The World Health Organization has cancelled the pre-qualification to Shantha Biotechnics' combination vaccine Shan5 because of manufacturing defects found in samples produced at a plant in India. Sanofi-Aventis (NYSE: SNY) controls 80 percent of Shantha as a result of a deal forged last year.
Problems were noted earlier this year in Shantha's product when a mysterious white sediment was found inside vials of vaccine. Although the company is seeking remedies to the problem, the WHO says it has concluded the corrective action plan Shantha has proposed to dissolve the sediments would require a revised manufacturing procedure and hence new approvals, according to the Economic Times. As a result of the WHO's actions, Shantha will not be able to supply the five-vaccine combination that prevents diphtheria, pertussis, tetanus, haemophilus influenza B and hepatitis B, despite large orders, Trading Markets reports. Other markets will also be unwilling to buy it until the company is again granted pre-qualification.
Some individual vaccines in the combination continue to retain their pre-qualification, but Sanofi will have to re-apply for qualifying the entire combination after rectifying the defects, Trading Markets notes. "Given the pre-qualification requirements, it could happen by 2013," a Sanofi spokesperson says.
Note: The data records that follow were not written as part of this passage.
impl Serialize for Value {
    fn serialize<S: Serializer>(&self, serializer: S) -> Result<S::Ok, S::Error> {
        match self {
            Value::Null => serializer.serialize_unit(),
            Value::Bool(b) => serializer.serialize_bool(*b),
            Value::Int(i) => serializer.serialize_i64(*i),
            Value::Float(x) => serializer.serialize_f64(*x),
            Value::Text(s) => serializer.serialize_str(s),
            Value::Array(a) => serialize_array(a, serializer),
            Value::Object(o) => serializer.collect_map(o.properties()),
            Value::Indexable(c) => match c.snapshot() {
                Some(a) => serialize_array(&a, serializer),
                None => serializer.serialize_unit(),
            },
        }
    }
}

impl<'de> Deserialize<'de> for Value {
    fn deserialize<D: Deserializer<'de>>(deserializer: D) -> Result<Self, D::Error> {
        serde_json::Value::deserialize(deserializer).map(Value::from)
    }
}
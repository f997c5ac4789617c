use std::collections::HashMap;
use std::sync::Arc;
use std::sync::atomic::{AtomicUsize, Ordering};

use serde_json::json;
use typed_optional::datatype::{Array, Indexable, Key, Object, Value};
use typed_optional::path::{Fallback, PathSpec, Segment, resolve, resolve_or};
use typed_optional::settings::PathSettings;

fn doc(json: serde_json::Value) -> Value {
    Value::from(json)
}

fn get(root: &Value, path: &str) -> Value {
    resolve(root, &PathSpec::parse(path))
}

#[derive(Debug)]
struct Registry {
    entries: Vec<(String, Value)>,
    label: &'static str,
}
impl Indexable for Registry {
    fn offset_exists(&self, key: &Key) -> bool {
        let name = key.to_string();
        self.entries.iter().any(|(n, _)| *n == name)
    }
    fn offset_get(&self, key: &Key) -> Option<Value> {
        let name = key.to_string();
        self.entries.iter().find(|(n, _)| *n == name).map(|(_, v)| v.clone())
    }
    fn property(&self, name: &str) -> Option<Value> {
        (name == "label").then(|| Value::from(self.label))
    }
}

#[test]
fn nested_keys_resolve_to_the_leaf() {
    let root = doc(json!({"foo": {"bar": "baz"}}));
    assert_eq!(get(&root, "foo.bar"), Value::from("baz"));
    assert_eq!(get(&root, "foo.missing"), Value::Null);
    assert_eq!(get(&root, "foo.bar.deeper"), Value::Null, "scalars cannot be descended into");
}

#[test]
fn empty_path_returns_the_root() {
    let root = doc(json!({"foo": 1}));
    assert!(PathSpec::parse("").is_root());
    assert_eq!(resolve(&root, &PathSpec::root()), root);
    assert_eq!(get(&root, ""), root);
}

#[test]
fn misses_produce_the_fallback() {
    let root = doc(json!({"foo": {"bar": "baz"}}));
    let path = PathSpec::parse("foo.qux");
    assert_eq!(resolve_or(&root, &path, &Fallback::from(Value::from("none"))), Value::from("none"));

    let calls = Arc::new(AtomicUsize::new(0));
    let counter = Arc::clone(&calls);
    let supplier = Fallback::supplier(move || {
        counter.fetch_add(1, Ordering::SeqCst);
        Value::from(0)
    });
    assert_eq!(resolve_or(&root, &PathSpec::parse("foo.bar"), &supplier), Value::from("baz"));
    assert_eq!(calls.load(Ordering::SeqCst), 0, "supplier must stay lazy on a hit");
    assert_eq!(resolve_or(&root, &path, &supplier), Value::from(0));
    assert_eq!(calls.load(Ordering::SeqCst), 1);
}

#[test]
fn wildcard_fans_out_over_elements() {
    let root = doc(json!({"a": [{"x": 1}, {"x": 2}]}));
    assert_eq!(get(&root, "a.*.x"), Value::from(vec![1, 2]));
}

#[test]
fn trailing_wildcard_keeps_per_element_results() {
    let root = doc(json!({"a": [[1], [2, 3]]}));
    let expected = Value::from(vec![Value::from(vec![1]), Value::from(vec![2, 3])]);
    assert_eq!(get(&root, "a.*"), expected);
}

#[test]
fn a_further_wildcard_collapses_one_level() {
    let root = doc(json!({"a": [{"b": [1, 2]}, {"b": [3]}]}));
    assert_eq!(get(&root, "a.*.b.*"), Value::from(vec![1, 2, 3]));
}

#[test]
fn collapse_drops_non_array_results() {
    let root = doc(json!({"a": [{"b": [1]}, {"c": 1}, {"b": "x"}, {"b": [2]}]}));
    assert_eq!(get(&root, "a.*.b.*"), Value::from(vec![1, 2]));
}

#[test]
fn misses_inside_a_fan_out_stay_null() {
    let root = doc(json!({"a": [{"x": 1}, {}]}));
    let fallback = Fallback::from(Value::from(-1));
    let resolved = resolve_or(&root, &PathSpec::parse("a.*.x"), &fallback);
    assert_eq!(resolved, Value::from(vec![Value::Int(1), Value::Null]));
}

#[test]
fn wildcard_over_a_scalar_produces_the_fallback() {
    let root = doc(json!({"a": 1}));
    let fallback = Fallback::from(Value::from("d"));
    assert_eq!(resolve_or(&root, &PathSpec::parse("a.*"), &fallback), Value::from("d"));
    assert_eq!(get(&root, "a.*"), Value::Null);
}

#[test]
fn wildcard_over_object_members_follows_document_order() {
    let root = doc(json!({"users": {"zed": {"age": 3}, "amy": {"age": 5}}}));
    assert_eq!(get(&root, "users.*.age"), Value::from(vec![3, 5]));
}

#[test]
fn a_stop_segment_truncates_resolution() {
    let root = doc(json!({"foo": {"bar": 1}}));
    let path = PathSpec::from(vec![Some("foo"), None, Some("bar")]);
    assert_eq!(path.segments()[1], Segment::Stop);
    assert_eq!(resolve(&root, &path), doc(json!({"bar": 1})));
}

#[test]
fn integer_segments_address_list_positions() {
    let root = doc(json!({"list": ["a", "b"], "named": {"01": "padded"}}));
    assert_eq!(get(&root, "list.1"), Value::from("b"));
    assert_eq!(get(&root, "list.01"), Value::Null);
    assert_eq!(get(&root, "named.01"), Value::from("padded"));
    let explicit = PathSpec::from(vec![Segment::from("list"), Segment::from(0_i64)]);
    assert_eq!(resolve(&root, &explicit), Value::from("a"));
}

#[test]
fn present_keys_holding_null_resolve_to_null() {
    let root = doc(json!({"foo": null}));
    let fallback = Fallback::from(Value::from("unused"));
    assert_eq!(resolve_or(&root, &PathSpec::parse("foo"), &fallback), Value::Null);
}

#[test]
fn indexables_use_the_offset_protocol() {
    let mut map: HashMap<String, Value> = HashMap::new();
    map.insert("foo".into(), Value::from("bar"));
    map.insert("0".into(), Value::from("zero"));
    let root = Value::indexable(map);
    assert_eq!(get(&root, "foo"), Value::from("bar"));
    assert_eq!(get(&root, "0"), Value::from("zero"));
    assert_eq!(get(&root, "baz"), Value::Null);
    // offsets are not iterable, so a wildcard misses
    assert_eq!(get(&root, "*"), Value::Null);
}

#[test]
fn indexables_fall_back_to_properties() {
    let registry = Registry {
        entries: vec![("alpha".into(), doc(json!({"port": 80})))],
        label: "primary",
    };
    let mut outer = Array::new();
    outer.insert("registry", Value::indexable(registry));
    let root = Value::Array(outer);
    assert_eq!(get(&root, "registry.alpha.port"), Value::from(80));
    assert_eq!(get(&root, "registry.label"), Value::from("primary"));
    assert_eq!(get(&root, "registry.beta"), Value::Null);
}

#[test]
fn objects_expose_set_properties() {
    let address = Object::new("Address").with("city", "Oslo").with("zip", Value::Null);
    let person = Object::new("Person").with("name", "Kari").with("address", address);
    let root = Value::from(person);
    assert_eq!(get(&root, "address.city"), Value::from("Oslo"));
    let fallback = Fallback::from(Value::from("unset"));
    assert_eq!(
        resolve_or(&root, &PathSpec::parse("address.zip"), &fallback),
        Value::from("unset"),
        "null properties are not set"
    );
}

#[test]
fn configured_delimiter_and_wildcard() {
    let settings = PathSettings { delimiter: '/', wildcard: String::from("#") };
    let root = doc(json!({"a": [{"x.y": 1}, {"x.y": 2}]}));
    let path = PathSpec::parse_with("a/#/x.y", &settings);
    assert_eq!(path.segments()[1], Segment::Wildcard);
    assert_eq!(resolve(&root, &path), Value::from(vec![1, 2]));
}

#[test]
fn paths_render_back_to_dot_form() {
    assert_eq!(PathSpec::parse("a.*.0.b").to_string(), "a.*.0.b");
    // a stop has no spelling, it reads as an empty segment
    let stopped = PathSpec::from(vec![Some("foo"), None, Some("bar")]);
    assert_eq!(stopped.to_string(), "foo..bar");
    assert_ne!(PathSpec::parse(&stopped.to_string()), stopped);
}

#[test]
fn paths_render_with_the_configured_tokens() {
    let settings = PathSettings { delimiter: '/', wildcard: String::from("#") };
    let path = PathSpec::parse_with("orders/#/x.y", &settings);
    assert_eq!(path.render_with(&settings), "orders/#/x.y");
    assert_eq!(PathSpec::parse_with(&path.render_with(&settings), &settings), path);
    assert_eq!(path.to_string(), "orders.*.x.y");
}
// Error type shared by the container, the resolver and the command line tool
use thiserror::Error;

#[derive(Error, Debug)]
pub enum OptionalError {
    #[error("Invalid value: {0}")]
    InvalidValue(String),
    #[error("The value {value} is unsupported by {variant}")]
    Unsupported { variant: &'static str, value: String },
    #[error("No value present for {0}, use or_else instead")]
    NoValuePresent(&'static str),
    #[error("Config error: {0}")]
    Config(String),
    #[error("Input error: {0}")]
    Input(String),
}

pub type Result<T> = std::result::Result<T, OptionalError>;

// Helper conversions
impl From<config::ConfigError> for OptionalError {
    fn from(e: config::ConfigError) -> Self { Self::Config(e.to_string()) }
}
impl From<serde_json::Error> for OptionalError {
    fn from(e: serde_json::Error) -> Self { Self::Input(e.to_string()) }
}
impl From<std::io::Error> for OptionalError {
    fn from(e: std::io::Error) -> Self { Self::Input(e.to_string()) }
}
"This is a vaccine version of Ranbaxy's regulatory problems in the U.S. Since Shantha's main revenue stream will be cut off, it may run into losses until it resumes sales of Shan5," a pharmaceutical industry expert says, as quoted by the Economic Times. The paper also notes that the news may help other drugmakers that make five-in-one vaccines that have already been qualified by the WHO, including Panacea Biotech, Serum Institute and Novartis.